GILROY
– After four years of unifying the school district with specific
improvement goals, Superintendent Edwin Diaz is unveiling a new
accountability plan that will more closely monitor student progress
by allowing schools to set their own targets.
By Lori Stuenkel

GILROY – After four years of unifying the school district with specific improvement goals, Superintendent Edwin Diaz is unveiling a new accountability plan that will more closely monitor student progress by allowing schools to set their own targets.

The plan is essentially the next step to stay the district’s path of improvement established over the past four years, and shifts focus from streamlining goals district-wide to a more individualized focus, which Diaz says schools and classrooms need.
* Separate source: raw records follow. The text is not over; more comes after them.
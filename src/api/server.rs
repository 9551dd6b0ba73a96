//! Lookup Sheets API Server implementation
//!
//! HTTP REST API server using Axum. All sheet state lives in one
//! [`SheetRegistry`] shared by every request.

use std::net::SocketAddr;
use std::sync::Arc;

use axum::{
    routing::{get, post, put},
    Router,
};
use chrono::{DateTime, Utc};
use tower_http::cors::{Any, CorsLayer};
use tower_http::trace::TraceLayer;
use tracing::{error, info};

use super::handlers;
use crate::core::SheetRegistry;

/// API Server configuration
#[derive(Debug, Clone)]
pub struct ApiConfig {
    pub host: String,
    pub port: u16,
}

impl Default for ApiConfig {
    fn default() -> Self {
        Self {
            host: "127.0.0.1".to_string(),
            port: 3000,
        }
    }
}

/// Shared application state
pub struct AppState {
    pub version: String,
    pub started_at: DateTime<Utc>,
    pub registry: SheetRegistry,
}

impl AppState {
    pub fn new(version: impl Into<String>) -> Self {
        Self::with_registry(version, SheetRegistry::new())
    }

    pub fn with_registry(version: impl Into<String>, registry: SheetRegistry) -> Self {
        Self {
            version: version.into(),
            started_at: Utc::now(),
            registry,
        }
    }
}

/// Build the router with all routes and middleware
pub fn router(state: Arc<AppState>) -> Router {
    // CORS configuration
    let cors = CorsLayer::new()
        .allow_origin(Any)
        .allow_methods(Any)
        .allow_headers(Any);

    Router::new()
        // Health and info endpoints
        .route("/", get(handlers::root))
        .route("/health", get(handlers::health))
        .route("/version", get(handlers::version))
        // Sheet endpoints
        .route("/sheet", post(handlers::create_sheet))
        .route("/sheets", get(handlers::list_sheets))
        .route(
            "/sheet/:sheet_id",
            get(handlers::get_sheet).delete(handlers::delete_sheet),
        )
        .route("/sheet/:sheet_id/cell", put(handlers::set_cell))
        .route(
            "/sheet/:sheet_id/cell/:column/:row/audit",
            get(handlers::audit_cell),
        )
        // State and middleware
        .with_state(state)
        .layer(cors)
        .layer(TraceLayer::new_for_http())
}

/// Run the API server until SIGINT/SIGTERM
pub async fn run_api_server(config: ApiConfig) -> anyhow::Result<()> {
    let state = Arc::new(AppState::new(env!("CARGO_PKG_VERSION")));
    let app = router(state);

    let addr: SocketAddr = format!("{}:{}", config.host, config.port).parse()?;
    info!("Lookup Sheets API Server starting on http://{}", addr);
    info!("   Endpoints: /sheet, /sheets, /sheet/:sheet_id, /sheet/:sheet_id/cell");
    info!("   Health: /health, Version: /version");

    let listener = tokio::net::TcpListener::bind(addr).await?;
    axum::serve(listener, app)
        .with_graceful_shutdown(shutdown_signal())
        .await?;

    info!("Lookup Sheets API Server shutdown complete");
    Ok(())
}

/// Graceful shutdown signal handler
async fn shutdown_signal() {
    let ctrl_c = async {
        if let Err(err) = tokio::signal::ctrl_c().await {
            error!(error = %err, "failed to install Ctrl+C handler");
            std::future::pending::<()>().await;
        }
    };

    #[cfg(unix)]
    let terminate = async {
        match tokio::signal::unix::signal(tokio::signal::unix::SignalKind::terminate()) {
            Ok(mut signal) => {
                signal.recv().await;
            }
            Err(err) => {
                error!(error = %err, "failed to install SIGTERM handler");
                std::future::pending::<()>().await;
            }
        }
    };

    #[cfg(not(unix))]
    let terminate = std::future::pending::<()>();

    tokio::select! {
        _ = ctrl_c => {},
        _ = terminate => {},
    }

    info!("Shutdown signal received, stopping server...");
}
Using consultants from the Stupski Foundation and an accountability model designed by educator and assessment expert Douglas Reeves, Gilroy Unified School District and its board of trustees will spend the next year putting into place the Accountability Plan that calls for a task force of district and community members to oversee progress.
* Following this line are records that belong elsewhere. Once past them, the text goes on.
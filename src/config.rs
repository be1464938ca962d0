//! Iteration configuration.

use ndbridge_traits::CastingMode;

/// Flattened index order of a cursor.
#[derive(Debug, Clone, Copy, PartialEq, Eq, Hash, Default)]
pub enum OrderMode {
    /// The cursor picks the order, possibly reordering and flipping dims.
    #[default]
    Any,
    /// Row-major: the last loop dim varies fastest.
    C,
    /// Column-major: the first loop dim varies fastest.
    F,
}

/// Options passed explicitly to every [`crate::Cursor`].
///
/// The default matches what the iterator facade uses: row-major indexing
/// (`preserve_order`), no casting, object elements allowed, no stride
/// negation and no reductions.
#[derive(Debug, Clone, Copy, PartialEq, Eq, Hash)]
pub struct IterationConfig {
    pub order: OrderMode,
    pub casting: CastingMode,
    pub allow_object_elements: bool,
    pub negate_strides: bool,
    /// Force row-major indexing regardless of `order`.
    pub preserve_order: bool,
    /// Allow writable operands to be stretched (reduction outputs).
    pub reduce_ok: bool,
}

impl Default for IterationConfig {
    fn default() -> Self {
        Self {
            order: OrderMode::Any,
            casting: CastingMode::No,
            allow_object_elements: true,
            negate_strides: false,
            preserve_order: true,
            reduce_ok: false,
        }
    }
}

impl IterationConfig {
    /// Free ordering with stride negation, for passes whose visiting order is irrelevant.
    pub fn unordered() -> Self {
        Self {
            order: OrderMode::Any,
            negate_strides: true,
            preserve_order: false,
            ..Self::default()
        }
    }

    pub fn with_order(mut self, order: OrderMode) -> Self {
        self.order = order;
        self
    }

    pub fn with_casting(mut self, casting: CastingMode) -> Self {
        self.casting = casting;
        self
    }

    pub fn with_object_elements(mut self, allow: bool) -> Self {
        self.allow_object_elements = allow;
        self
    }

    pub fn with_negate_strides(mut self, allow: bool) -> Self {
        self.negate_strides = allow;
        self
    }

    pub fn with_preserve_order(mut self, preserve: bool) -> Self {
        self.preserve_order = preserve;
        self
    }

    pub fn with_reduce_ok(mut self, reduce_ok: bool) -> Self {
        self.reduce_ok = reduce_ok;
        self
    }

    /// Whether the cursor may choose its own dimension order.
    pub(crate) fn reorder_allowed(&self) -> bool {
        self.order == OrderMode::Any && !self.preserve_order
    }
}
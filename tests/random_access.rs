use ndbridge::{Array, Cursor, IterationConfig, MultiFlatIter, OperandDescriptor};
use proptest::prelude::*;

fn strided_case() -> impl Strategy<Value = (Vec<usize>, bool, usize, usize)> {
    prop::collection::vec(1usize..5, 1..5).prop_flat_map(|shape| {
        let size: usize = shape.iter().product();
        (Just(shape), any::<bool>(), 0..size, 0..size)
    })
}

fn operands(shape: &[usize], transposed: bool) -> Vec<OperandDescriptor> {
    let a = Array::from_shape_fn(shape, |i| i.iter().sum::<usize>() as f64).unwrap();
    let a = if transposed { a.transpose() } else { a };
    let last = a.shape()[a.nd() - 1];
    let b = Array::from_shape_fn(&[last], |i| i[0] as i32).unwrap();
    vec![OperandDescriptor::readonly(a), OperandDescriptor::readonly(b)]
}

proptest! {
    #[test]
    fn jump_is_order_independent((shape, transposed, i, j) in strided_case()) {
        for config in [IterationConfig::default(), IterationConfig::unordered()] {
            let ops = operands(&shape, transposed);
            let mut via = Cursor::new(ops.clone(), config).unwrap();
            let mut direct = Cursor::new(ops, config).unwrap();
            via.jump_to_iter_index(i).unwrap();
            via.jump_to_iter_index(j).unwrap();
            direct.jump_to_iter_index(j).unwrap();
            for op in 0..via.nop() {
                prop_assert_eq!(via.get_data(op), direct.get_data(op));
            }
            prop_assert_eq!(via.get_iter_index(), j);
        }
    }

    #[test]
    fn advance_matches_repeated_increment(shape in prop::collection::vec(1usize..4, 0..4), n in 0isize..40) {
        let a = Array::from_shape_fn(&shape, |i| i.len() as i64).unwrap().transpose();
        let it = MultiFlatIter::new(&[a]).unwrap();
        let mut stepped = it.begin();
        for _ in 0..n {
            stepped.increment();
        }
        let mut jumped = it.begin();
        jumped.advance(n);
        prop_assert!(stepped == jumped);
        prop_assert_eq!(it.begin().distance_to(&jumped), (n as usize).min(it.get_iter_size()) as isize);
    }
}
//! Shared element-level traits for `ndbridge`.
//!
//! This crate holds everything that describes a single array element:
//! dtype descriptors, the [`Element`] mapping between Rust types and dtypes,
//! host-object handles, and the Value Type Traits used by the iterator facade
//! to read and write elements without knowing their type statically.

pub mod dtype;
pub mod element;
pub mod object;
pub mod value;

pub use dtype::{CastingMode, DType, DTypeKind};
pub use element::Element;
pub use object::{HostObject, ObjectRef};
pub use value::{
    value_traits_for, NumericValue, ObjectReferenceValue, Value, ValueKind, ValueTypeTraits,
};

/// Errors raised when converting between [`Value`]s and element slots.
#[derive(Debug, Clone, PartialEq, Eq, thiserror::Error)]
pub enum ValueError {
    #[error("expected {expected} value, found {found}")]
    TypeMismatch {
        expected: &'static str,
        found: &'static str,
    },

    #[error("value {value} out of range for {dtype}")]
    OutOfRange { value: String, dtype: &'static str },

    #[error("cannot convert complex value with non-zero imaginary part to {0}")]
    ComplexToReal(&'static str),

    #[error("dtype {0} is not numeric")]
    NotNumeric(&'static str),
}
“For the last three years, we’ve really had a centrally directed improvement plan,” Diaz said. “We not only specified clearly the expectations, but also the strategies of how to reach those expectations.”

What’s clear at this point, he said, is that the district needs to more clearly define how teaching and learning will be measured, by using more than just student test scores.

“Now that sites have had some significant staff development, now I feel the tweaking in the approach is to give sites a little more leeway to identify specific strategies that they’re going to focus on in order to meet district-wide expectations,” Diaz said. “The reason this is so important is that each school, as they analyze data, are going to see either different grade levels or different classrooms that are making significant growth. And those that are not will now focus on what individual needs at their school site are as opposed to a district-wide approach.”

Those measures include both hard data, like test scores, and soft data, like staff and parent surveys.

Starting this fall, the district will measure its progress by tracking goals on three tiers:

– Tier one uses district-wide data required by the state and federal governments. These include standardized test scores, attendance rates, participation and success in Advanced Placement courses, parent satisfaction surveys and graduation and dropout rates.

– Tier two uses school-based data that reflect the decisions of the teachers, parents and administrators in each school or department. These include teaching practices, leadership, staffing and parent involvement.

– Tier three uses narratives from each school or department. The narrative analyzes why growth did or did not occur and connects Tier two to Tier one.

The idea with the school-based focus is that teachers will be meeting, probably monthly, to look at student progress using the indicators they choose. It will be a much tighter focus on individual students, classrooms and grade levels.

“You need to identify those assessments that you can use on an ongoing basis that are helpful to you,” Diaz said

After playing catch-up on the best practices in education since Diaz’s arrival, Trustee Jim Rogers said, Gilroy schools have come to the point where they are headed in the right direction, but

Four years ago, Rogers said, district schools were running on survival mode.

“Each school did what they thought best,” he said. “There was no district plan of any basic structure for academics – or anything like that – that had an end … .”

The three-year Strategic Plan takes care of that, he said, and the new Accountability Plan will quickly weed out programs or strategies that don’t work.

During an Accountability Plan study session Thursday evening, Trustee David McRae thought the plan sounded much like what is already happening at schools.

“Aren’t they already doing that?” he said. “Aren’t they already meeting by grade level to discuss teaching and performance?”

The difference, Diaz said, is that teachers will not be required to use certain standardized tests as often: GUSD likely will stop giving its Measure of Academic Progress test three times each year and instead give it once a year. A test given to students in primary grades may be given to fewer students next year.

Instead, teachers will set their own schedules for assessing students. The data will translate more quickly into lesson plans for the classroom, Diaz said.

David Fiorio, a Stupski consultant, responded to a question from Trustee Bob Kraemer of whether the tiered system will produce measurable results.

“The external measures do move,” Fiorio said, citing several examples of school districts, including Santa Fe, the foundation has worked with.

“It brings coherence,” Trustee Tom Bundros said of the plan. “We’ve got just … silos of stuff going on and this brings it together. We’re all on the same side, working in one direction.”

The key to implementing the plan – the Accountability Task Force – will be discussed in a study session Aug. 21.

The group will likely meet every two months this year to check the district’s progress, Diaz said.

It could consist of 25 parents, teachers, students, administrators and community members.

“We really want to make it representative of internal staff of the district and the community,” he said. “This task force, I believe, has a long-range function within the district.

The role that they would serve in the community and in the district would be with us from now on, where every year they would have a role in looking at the results in each of the key indicators, making recommendations to the board and communicating results to the community.”